Ayasha’s POV
“Mas, tidak perlu khawatir. Saya sudah menemukan cara untuk membatalkan perjodohan kita.”
“Saya akan memberi kesempatan pada pria lain yang mencintai saya.”
Lagi-lagi aku asal bicara. Tidak sepenuhnya asal, sih, aku memang mulai mencoba membuka hati untuk Pak Rayyan.
Siang ini, Pak Rayyan datang membawa makan siang untuk aku dan Pak Abi, lalu kami makan bersamanya di pantry.

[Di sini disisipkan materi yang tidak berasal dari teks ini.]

#![deny(missing_docs)]

//! # OpenAPI Document Model
//!
//! Serde structures for the subset of OpenAPI 3.0 that the route compiler
//! emits: `info`, `servers`, `paths`, `components` and operation security.
//! Empty collections and unset options are left out of the serialized form.

use derive_more::Display;
use indexmap::IndexMap;
use serde::{Deserialize, Serialize};
use std::collections::BTreeMap;

/// OpenAPI version written into new documents.
pub const OPENAPI_VERSION: &str = "3.0.3";

/// Prefix of component schema references.
pub const SCHEMA_REF_PREFIX: &str = "#/components/schemas/";

/// Media type of every emitted body.
pub const JSON_MEDIA_TYPE: &str = "application/json";

fn is_false(value: &bool) -> bool {
    !*value
}

/// The root document.
#[derive(Debug, Clone, PartialEq, Serialize, Deserialize)]
pub struct Document {
    /// OpenAPI version.
    pub openapi: String,
    /// API metadata.
    pub info: Info,
    /// Server list.
    #[serde(default, skip_serializing_if = "Vec::is_empty")]
    pub servers: Vec<Server>,
    /// Path items keyed by `{name}` path templates.
    #[serde(default)]
    pub paths: BTreeMap<String, PathItem>,
    /// Reusable definitions.
    #[serde(default, skip_serializing_if = "Components::is_empty")]
    pub components: Components,
    /// Tag declarations.
    #[serde(default, skip_serializing_if = "Vec::is_empty")]
    pub tags: Vec<Tag>,
}

impl Document {
    /// An empty document.
    pub fn new(title: impl Into<String>, version: impl Into<String>) -> Self {
        Self {
            openapi: OPENAPI_VERSION.to_string(),
            info: Info {
                title: title.into(),
                version: version.into(),
                description: None,
            },
            servers: Vec::new(),
            paths: BTreeMap::new(),
            components: Components::default(),
            tags: Vec::new(),
        }
    }
}

/// API metadata.
#[derive(Debug, Clone, PartialEq, Serialize, Deserialize)]
pub struct Info {
    /// API title.
    pub title: String,
    /// API version.
    pub version: String,
    /// Longer description.
    #[serde(default, skip_serializing_if = "Option::is_none")]
    pub description: Option<String>,
}

/// A server the API is reachable at.
#[derive(Debug, Clone, PartialEq, Serialize, Deserialize)]
pub struct Server {
    /// Server URL.
    pub url: String,
    /// Server description.
    #[serde(default, skip_serializing_if = "Option::is_none")]
    pub description: Option<String>,
}

/// A tag grouping operations.
#[derive(Debug, Clone, PartialEq, Serialize, Deserialize)]
pub struct Tag {
    /// Tag name.
    pub name: String,
    /// Tag description.
    #[serde(default, skip_serializing_if = "Option::is_none")]
    pub description: Option<String>,
}

/// The operations available on a single path.
#[derive(Debug, Clone, Default, PartialEq, Serialize, Deserialize)]
pub struct PathItem {
    /// GET operation.
    #[serde(default, skip_serializing_if = "Option::is_none")]
    pub get: Option<Operation>,
    /// PUT operation.
    #[serde(default, skip_serializing_if = "Option::is_none")]
    pub put: Option<Operation>,
    /// POST operation.
    #[serde(default, skip_serializing_if = "Option::is_none")]
    pub post: Option<Operation>,
    /// DELETE operation.
    #[serde(default, skip_serializing_if = "Option::is_none")]
    pub delete: Option<Operation>,
    /// PATCH operation.
    #[serde(default, skip_serializing_if = "Option::is_none")]
    pub patch: Option<Operation>,
}

/// A security requirement: scheme name to required scopes.
pub type SecurityRequirement = BTreeMap<String, Vec<String>>;

/// A single API operation.
#[derive(Debug, Clone, Default, PartialEq, Serialize, Deserialize)]
#[serde(rename_all = "camelCase")]
pub struct Operation {
    /// Tags for grouping.
    #[serde(default, skip_serializing_if = "Vec::is_empty")]
    pub tags: Vec<String>,
    /// Short summary.
    #[serde(default, skip_serializing_if = "Option::is_none")]
    pub summary: Option<String>,
    /// Longer description.
    #[serde(default, skip_serializing_if = "Option::is_none")]
    pub description: Option<String>,
    /// Path and query parameters.
    #[serde(default, skip_serializing_if = "Vec::is_empty")]
    pub parameters: Vec<Parameter>,
    /// Request body.
    #[serde(default, skip_serializing_if = "Option::is_none")]
    pub request_body: Option<RequestBody>,
    /// Responses keyed by status code.
    #[serde(default)]
    pub responses: BTreeMap<String, Response>,
    /// Security requirements, any of which satisfies the operation.
    #[serde(default, skip_serializing_if = "Vec::is_empty")]
    pub security: Vec<SecurityRequirement>,
}

/// Where a parameter is bound from.
#[derive(Debug, Clone, Copy, PartialEq, Eq, Hash, Display, Serialize, Deserialize)]
#[serde(rename_all = "lowercase")]
pub enum ParameterIn {
    /// A `{name}` segment of the path.
    #[display("path")]
    Path,
    /// A query string key.
    #[display("query")]
    Query,
}

/// A path or query parameter.
#[derive(Debug, Clone, PartialEq, Serialize, Deserialize)]
pub struct Parameter {
    /// Parameter name.
    pub name: String,
    /// Binding location.
    #[serde(rename = "in")]
    pub location: ParameterIn,
    /// Description.
    #[serde(default, skip_serializing_if = "Option::is_none")]
    pub description: Option<String>,
    /// Whether the parameter must be supplied.
    #[serde(default)]
    pub required: bool,
    /// Parameter schema.
    pub schema: SchemaRef,
}

/// A request body.
#[derive(Debug, Clone, PartialEq, Serialize, Deserialize)]
pub struct RequestBody {
    /// Description.
    #[serde(default, skip_serializing_if = "Option::is_none")]
    pub description: Option<String>,
    /// Content keyed by media type.
    pub content: BTreeMap<String, MediaType>,
}

/// A response.
#[derive(Debug, Clone, PartialEq, Serialize, Deserialize)]
pub struct Response {
    /// Description.
    pub description: String,
    /// Content keyed by media type.
    #[serde(default, skip_serializing_if = "BTreeMap::is_empty")]
    pub content: BTreeMap<String, MediaType>,
}

/// A media type entry.
#[derive(Debug, Clone, PartialEq, Serialize, Deserialize)]
pub struct MediaType {
    /// Content schema.
    pub schema: SchemaRef,
}

/// Content map with a single JSON entry.
pub fn json_content(schema: impl Into<SchemaRef>) -> BTreeMap<String, MediaType> {
    BTreeMap::from([(
        JSON_MEDIA_TYPE.to_string(),
        MediaType {
            schema: schema.into(),
        },
    )])
}

/// Reusable definitions.
#[derive(Debug, Clone, Default, PartialEq, Serialize, Deserialize)]
#[serde(rename_all = "camelCase")]
pub struct Components {
    /// Named schemas.
    #[serde(default, skip_serializing_if = "BTreeMap::is_empty")]
    pub schemas: BTreeMap<String, Schema>,
    /// Named security schemes.
    #[serde(default, skip_serializing_if = "BTreeMap::is_empty")]
    pub security_schemes: BTreeMap<String, SecurityScheme>,
}

impl Components {
    /// Returns true when nothing is defined.
    pub fn is_empty(&self) -> bool {
        self.schemas.is_empty() && self.security_schemes.is_empty()
    }
}

/// An authentication scheme.
#[derive(Debug, Clone, PartialEq, Serialize, Deserialize)]
#[serde(rename_all = "camelCase")]
pub struct SecurityScheme {
    /// Scheme kind (`http`, `apiKey`, ...).
    #[serde(rename = "type")]
    pub scheme_type: String,
    /// HTTP authorization scheme.
    #[serde(default, skip_serializing_if = "Option::is_none")]
    pub scheme: Option<String>,
    /// Bearer token format hint.
    #[serde(default, skip_serializing_if = "Option::is_none")]
    pub bearer_format: Option<String>,
}

impl SecurityScheme {
    /// HTTP bearer authentication carrying a JWT.
    pub fn jwt_bearer() -> Self {
        Self {
            scheme_type: "http".to_string(),
            scheme: Some("bearer".to_string()),
            bearer_format: Some("JWT".to_string()),
        }
    }
}

/// A schema definition.
#[derive(Debug, Clone, Default, PartialEq, Serialize, Deserialize)]
#[serde(rename_all = "camelCase")]
pub struct Schema {
    /// JSON type; unset for undocumented shapes.
    #[serde(rename = "type", default, skip_serializing_if = "Option::is_none")]
    pub schema_type: Option<String>,
    /// Canonical name, set on object schemas.
    #[serde(default, skip_serializing_if = "Option::is_none")]
    pub title: Option<String>,
    /// Declared type name of the source.
    #[serde(default, skip_serializing_if = "Option::is_none")]
    pub format: Option<String>,
    /// Description.
    #[serde(default, skip_serializing_if = "Option::is_none")]
    pub description: Option<String>,
    /// Example value.
    #[serde(default, skip_serializing_if = "Option::is_none")]
    pub example: Option<serde_json::Value>,
    /// Whether `null` is accepted.
    #[serde(default, skip_serializing_if = "is_false")]
    pub nullable: bool,
    /// Object properties in declaration order.
    #[serde(default, skip_serializing_if = "Option::is_none")]
    pub properties: Option<IndexMap<String, SchemaRef>>,
    /// Names of properties that must be present.
    #[serde(default, skip_serializing_if = "Vec::is_empty")]
    pub required: Vec<String>,
    /// Array element schema.
    #[serde(default, skip_serializing_if = "Option::is_none")]
    pub items: Option<Box<SchemaRef>>,
    /// Map value schema.
    #[serde(default, skip_serializing_if = "Option::is_none")]
    pub additional_properties: Option<Box<SchemaRef>>,
    /// Schemas that must all match.
    #[serde(default, skip_serializing_if = "Vec::is_empty")]
    pub all_of: Vec<SchemaRef>,
}

impl Schema {
    /// Returns true when the schema carries no information at all.
    pub fn is_empty(&self) -> bool {
        *self == Schema::default()
    }
}

/// A `$ref` pointer.
#[derive(Debug, Clone, PartialEq, Eq, Serialize, Deserialize)]
pub struct Reference {
    /// Reference target.
    #[serde(rename = "$ref")]
    pub location: String,
}

/// Either a reference or an inline schema.
#[derive(Debug, Clone, PartialEq, Serialize, Deserialize)]
#[serde(untagged)]
pub enum SchemaRef {
    /// Reference into `components.schemas`.
    Ref(Reference),
    /// Inline definition.
    Inline(Box<Schema>),
}

impl SchemaRef {
    /// A reference to the named component schema.
    pub fn component(name: &str) -> Self {
        SchemaRef::Ref(Reference {
            location: format!("{SCHEMA_REF_PREFIX}{name}"),
        })
    }

    /// Name of the referenced component schema, if this is a component reference.
    pub fn component_name(&self) -> Option<&str> {
        match self {
            SchemaRef::Ref(reference) => reference.location.strip_prefix(SCHEMA_REF_PREFIX),
            SchemaRef::Inline(_) => None,
        }
    }

    /// The inline schema, if any.
    pub fn as_inline(&self) -> Option<&Schema> {
        match self {
            SchemaRef::Inline(schema) => Some(schema),
            SchemaRef::Ref(_) => None,
        }
    }
}

impl From<Schema> for SchemaRef {
    fn from(schema: Schema) -> Self {
        SchemaRef::Inline(Box::new(schema))
    }
}

#[cfg(test)]
mod tests {
    use super::*;
    use serde_json::json;

    #[test]
    fn test_empty_document_shape() {
        let doc = Document::new("Endpoint Docs", "v1.0.1");
        let json = serde_json::to_value(&doc).unwrap();
        assert_eq!(
            json,
            json!({
                "openapi": "3.0.3",
                "info": {"title": "Endpoint Docs", "version": "v1.0.1"},
                "paths": {}
            })
        );
    }

    #[test]
    fn test_schema_ref_forms() {
        let reference = SchemaRef::component("pkg_Item");
        assert_eq!(
            serde_json::to_value(&reference).unwrap(),
            json!({"$ref": "#/components/schemas/pkg_Item"})
        );
        assert_eq!(reference.component_name(), Some("pkg_Item"));

        let inline = SchemaRef::from(Schema {
            schema_type: Some("string".into()),
            ..Schema::default()
        });
        assert_eq!(serde_json::to_value(&inline).unwrap(), json!({"type": "string"}));
        assert!(inline.component_name().is_none());
    }

    #[test]
    fn test_schema_ref_deserializes_reference_first() {
        let parsed: SchemaRef =
            serde_json::from_value(json!({"$ref": "#/components/schemas/A"})).unwrap();
        assert_eq!(parsed.component_name(), Some("A"));

        let parsed: SchemaRef = serde_json::from_value(json!({"type": "number"})).unwrap();
        assert_eq!(
            parsed.as_inline().and_then(|s| s.schema_type.as_deref()),
            Some("number")
        );
    }

    #[test]
    fn test_all_of_and_components_emptiness() {
        let composed = Schema {
            all_of: vec![SchemaRef::component("pkg_Item")],
            ..Schema::default()
        };
        assert_eq!(
            serde_json::to_value(&composed).unwrap(),
            json!({"allOf": [{"$ref": "#/components/schemas/pkg_Item"}]})
        );
        assert!(!composed.is_empty());

        let mut components = Components::default();
        assert!(components.is_empty());
        components.schemas.insert("pkg_Item".into(), composed);
        assert!(!components.is_empty());
        assert_eq!(
            serde_json::to_value(&components).unwrap()
                .as_object()
                .map(|o| o.keys().cloned().collect::<Vec<_>>()),
            Some(vec!["schemas".to_string()])
        );
    }

    #[test]
    fn test_parameter_location_tag() {
        let param = Parameter {
            name: "id".into(),
            location: ParameterIn::Path,
            description: None,
            required: true,
            schema: Schema::default().into(),
        };
        assert_eq!(
            serde_json::to_value(&param).unwrap(),
            json!({"name": "id", "in": "path", "required": true, "schema": {}})
        );
    }
}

Di tengah makan bersama, Pak Abi izin menerima panggilan telepon.
Pak Rayyan bilang, dia makan siang di sini karena aku selalu menolaknya. Kemarin, dia sengaja mengajak Lita agar bisa pergi bersamaku dan hari ini dia rela jauh-jauh ke sini untuk sekedar makan siang bersamaku meski harus bersama Pak Abi. Dia melakukan semua ini karena ingin punya kesempatan untuk lebih dekat lagi denganku.
Mas Dion terdiam sesaat setelah mendengar ucapanku.
“B—bagus. Siapa? Maksud saya, siapa pria yang mencintai kamu?”
“Mas nggak perlu tahu.”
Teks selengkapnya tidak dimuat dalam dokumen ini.